The debate is beginning in earnest this week over how to patch and rebuild the United States space launch fleet after the loss of Challenger. The immediate choices facing Congress and the Reagan administration may well change the character of the National Aeronautics and Space Administration (NASA) and the entire US space industry.
Two things seem clear: NASA has shifted its policy from one of total reliance on the manned, reusable shuttles to favor a mixed fleet of shuttles and unmanned, throwaway rockets; and getting the US program launching again is going to be expensive.
William Graham, NASA's acting administrator, told a congressional hearing this week that the agency has decided since the Challenger explosion to include expendable rockets in the nation's launch repertory. He indicated that the launches would be commercial, rather than NASA operated.
The real decision belongs to Congress and the White House, who will decide what the deficit-strapped government wants to pay for. The Congressional Budget Office reported Wednesday that it estimates the cost of replacing Challenger at roughly $5 billion over the next five years.
The shift toward using throwaway rockets, known as expendable launch vehicles in space jargon, has brought new hope to the largely frustrated effort to commercialize space transportation.
At the center of these stirrings, a key question is emerging: Will NASA buy rockets and operate the launches or send the business to private space transport companies?
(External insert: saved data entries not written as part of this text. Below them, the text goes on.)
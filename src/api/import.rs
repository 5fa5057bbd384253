//! Manual course import

use axum::{
    Json,
    extract::State as AxumState,
    http::StatusCode,
    response::IntoResponse,
};
use serde::Deserialize;
use serde_json::json;
use tracing::info;

use super::{auth::StaffAccess, status_for};
use crate::SharedState;

#[derive(Debug, Deserialize)]
pub struct ManualImportRequest {
    pub repo_location: String,
    #[serde(default)]
    pub repo_branch: Option<String>,
}

/// Spaces and `;` never belong in a repository location
pub fn clean_repo_location(location: &str) -> String {
    location.trim().replace([' ', ';'], "")
}

/// POST /api/gitimport/ - Import a repository and wait for the result
pub async fn import_course(
    _staff: StaffAccess,
    AxumState(state): AxumState<SharedState>,
    Json(request): Json<ManualImportRequest>,
) -> impl IntoResponse {
    let location = clean_repo_location(&request.repo_location);
    let branch = request
        .repo_branch
        .as_deref()
        .map(str::trim)
        .filter(|b| !b.is_empty());
    info!("Manual import of {} (branch {:?})", location, branch);

    match state.pipeline.add_repo(&location, None, branch).await {
        Ok(report) => {
            let log = format!("{}\n{}", report.git_log, report.import_log);
            match &report.error {
                None => {
                    let course = report
                        .course_id
                        .as_ref()
                        .map(|c| c.to_string())
                        .unwrap_or_else(|| report.repo_dir.clone());
                    (
                        StatusCode::OK,
                        Json(json!({
                            "success": true,
                            "message": format!("Imported {}", course),
                            "log": log,
                        })),
                    )
                }
                Some(e) => (
                    status_for(e.category()),
                    Json(json!({
                        "success": false,
                        "message": e.to_string(),
                        "log": log,
                    })),
                ),
            }
        }
        Err(e) => (
            status_for(e.category()),
            Json(json!({
                "success": false,
                "message": e.to_string(),
                "log": "",
            })),
        ),
    }
}

#[cfg(test)]
mod tests {
    use super::*;
    use crate::api::test_support::{body_json, test_state};
    use crate::create_router;
    use axum::body::Body;
    use axum::http::Request;
    use tower::ServiceExt;

    fn post(body: serde_json::Value) -> Request<Body> {
        Request::builder()
            .method("POST")
            .uri("/api/gitimport/")
            .header("authorization", "Bearer staff")
            .header("content-type", "application/json")
            .body(Body::from(body.to_string()))
            .unwrap()
    }

    #[test]
    fn strips_spaces_and_semicolons() {
        assert_eq!(
            clean_repo_location(" https://example.com/demo.git; rm -rf / "),
            "https://example.com/demo.gitrm-rf/"
        );
    }

    #[tokio::test]
    async fn bad_url_is_bad_request() {
        let dir = tempfile::tempdir().unwrap();
        let app = create_router(test_state(dir.path(), None, Some("staff")).await);

        let response = app
            .oneshot(post(json!({"repo_location": "nonsense"})))
            .await
            .unwrap();
        assert_eq!(response.status(), StatusCode::BAD_REQUEST);
        let json = body_json(response).await;
        assert_eq!(json["success"], false);
        assert!(json["message"].as_str().unwrap().starts_with("Non usable git url"));
    }

    #[tokio::test]
    async fn missing_repo_root_is_bad_request() {
        let dir = tempfile::tempdir().unwrap();
        let state = test_state(&dir.path().join("absent"), None, Some("staff")).await;
        let app = create_router(state);

        let response = app
            .oneshot(post(json!({"repo_location": "https://example.com/demo.git"})))
            .await
            .unwrap();
        assert_eq!(response.status(), StatusCode::BAD_REQUEST);
        let json = body_json(response).await;
        assert!(json["message"].as_str().unwrap().contains("git_repo_dir"));
    }

    #[tokio::test]
    async fn clone_failure_reports_log() {
        let dir = tempfile::tempdir().unwrap();
        let app = create_router(test_state(dir.path(), None, Some("staff")).await);
        let remote = format!("file://{}/nowhere.git", dir.path().display());

        let response = app
            .oneshot(post(json!({"repo_location": remote, "repo_branch": ""})))
            .await
            .unwrap();
        assert_eq!(response.status(), StatusCode::BAD_GATEWAY);
        let json = body_json(response).await;
        assert_eq!(json["success"], false);
        assert_eq!(json["message"], "git clone or pull failed!");
    }
}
If NASA decides to leave the launching to private outfits, according to some congressional analysts, the Challenger disaster may have created an opportunity for a commercial launch industry to get off the ground.
Now, these companies are undercut in the satellite-launching business by the government-subsidized prices of the shuttle and the European Space Agency's Ariane rockets.
The decision could change the nature of NASA as well, at least in part. NASA-watchers point to a tension in the organization between its mission as a cutting-edge team of space engineers doing pioneering work and its more recent role as a routine operating agency for the shuttle.
NASA must decide, these observers say, whether it wants to operate the nation's space transport system or return to its role as a research and development agency.
Referring to private launch companies, Richard DalBello, space and defense analyst with the congressional Office of Technology Assessment, says, ``In the near term, the most intelligent thing we can do is let these rocket companies run'' the expendable launch vehicles.
Deke Slayton, former NASA astronaut and president of Space Services Inc. in Houston, agrees. If NASA decides to force some of its shuttle customers to use commercial launchers, Mr. Slayton says, ``it probably won't mean a whole lot for our little company. But it will help the bigger expendable-launch companies who have been trying to make a go of it'' against government-supported competition.
The high price-tag of building a new shuttle includes the cost of the accident investigation, the redesigning that results, a new orbiter to replace Challenger, replacing the spare parts used for the new orbiter, and the higher operating costs for a more conservative, cautious shuttle program.
It also includes between $1 billion and $1.5 billion for expendable rockets to help NASA catch up with demand for launch space. ``It looks like they're going to buy some rockets,'' says a CBO spokesman. ``We're not sure how many.''
That $5 billion hangs heavy over NASA's budget. The agency's current annual budget is $7.3 billion. If NASA decides to follow the CBO pattern and request a new shuttle, as expected, then some of the costs may have to come from existing NASA programs.
John Pike, of the Federation of American Scientists, says NASA could save money by sticking solely with the shuttle. The cost per launch of a Delta rocket, which carries roughly the same payload as the shuttle, is roughly twice the cost per launch of a new shuttle, if the shuttle's cost is spread over its lifetime of roughly 100 launches.
So the shuttle makes more sense economically, he says, and could be made acceptably safe if the program is not rushed ``the way it has been for the past couple years.''
Slayton would prefer to see NASA reserve the now-limited space aboard shuttles for payloads that require manned launches or retrievable equipment. Let private companies compete for the rest, he suggests.
It's still not clear whether the large aerospace companies that build rockets would not prefer to sell them to NASA instead of to the largely unproven private launch firms. Mr. DalBello hopes not. ``We've got an industry here and we should start treating it like one.''
With the shuttles grounded for the next year at least, the fleet undersized until at least 1989, and the French Ariane launches booked for the next two years, the window of opportunity is wide open for private space companies, says DalBello. ``If our private sector can't make ELVs go in the next two years, there's something wrong with our private sector.''
[Meanwhile, according to the Associated Press, high winds Thursday temporarily halted efforts to salvage more shuttle debris off of Cape Canaveral.
[The recovery ship USS Preserver steamed into port Wednesday night carrying more remains of Challenger's astronauts, space suits, and an astronaut's personal effects along with other debris, sources said. Also aboard ship were sections of the flight deck where four of the seven astronauts rode.
[A four-man submarine has located a 500-pound chunk of what is believed to be the wreckage of the right solid-rocket booster. Recovery of the segment could take several days because of its 600-foot depth and strong underwater currents, officials said.